**Excerpts from a dataset**
Segment Open
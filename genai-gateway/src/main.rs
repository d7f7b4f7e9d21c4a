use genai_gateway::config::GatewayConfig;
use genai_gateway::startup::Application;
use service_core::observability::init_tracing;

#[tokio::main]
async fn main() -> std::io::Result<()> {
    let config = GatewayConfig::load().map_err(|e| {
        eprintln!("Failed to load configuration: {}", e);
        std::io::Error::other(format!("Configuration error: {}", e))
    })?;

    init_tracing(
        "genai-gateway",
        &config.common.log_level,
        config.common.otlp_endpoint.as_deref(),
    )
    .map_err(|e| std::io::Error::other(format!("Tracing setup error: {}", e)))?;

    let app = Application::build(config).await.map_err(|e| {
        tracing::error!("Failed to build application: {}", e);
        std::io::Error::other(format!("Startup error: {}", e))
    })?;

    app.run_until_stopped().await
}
Segment Closed
**PROBLEM**
Look above for the line with "async fn main()" and the line with "let app = Application::build(config).await.map_err(|e|". Write out those two lines and all the lines between them, exactly, and no others.

**OUTPUT OF THE TASK**
async fn main() -> std::io::Result<()> {
    let config = GatewayConfig::load().map_err(|e| {
        eprintln!("Failed to load configuration: {}", e);
        std::io::Error::other(format!("Configuration error: {}", e))
    })?;

    init_tracing(
        "genai-gateway",
        &config.common.log_level,
        config.common.otlp_endpoint.as_deref(),
    )
    .map_err(|e| std::io::Error::other(format!("Tracing setup error: {}", e)))?;

    let app = Application::build(config).await.map_err(|e| {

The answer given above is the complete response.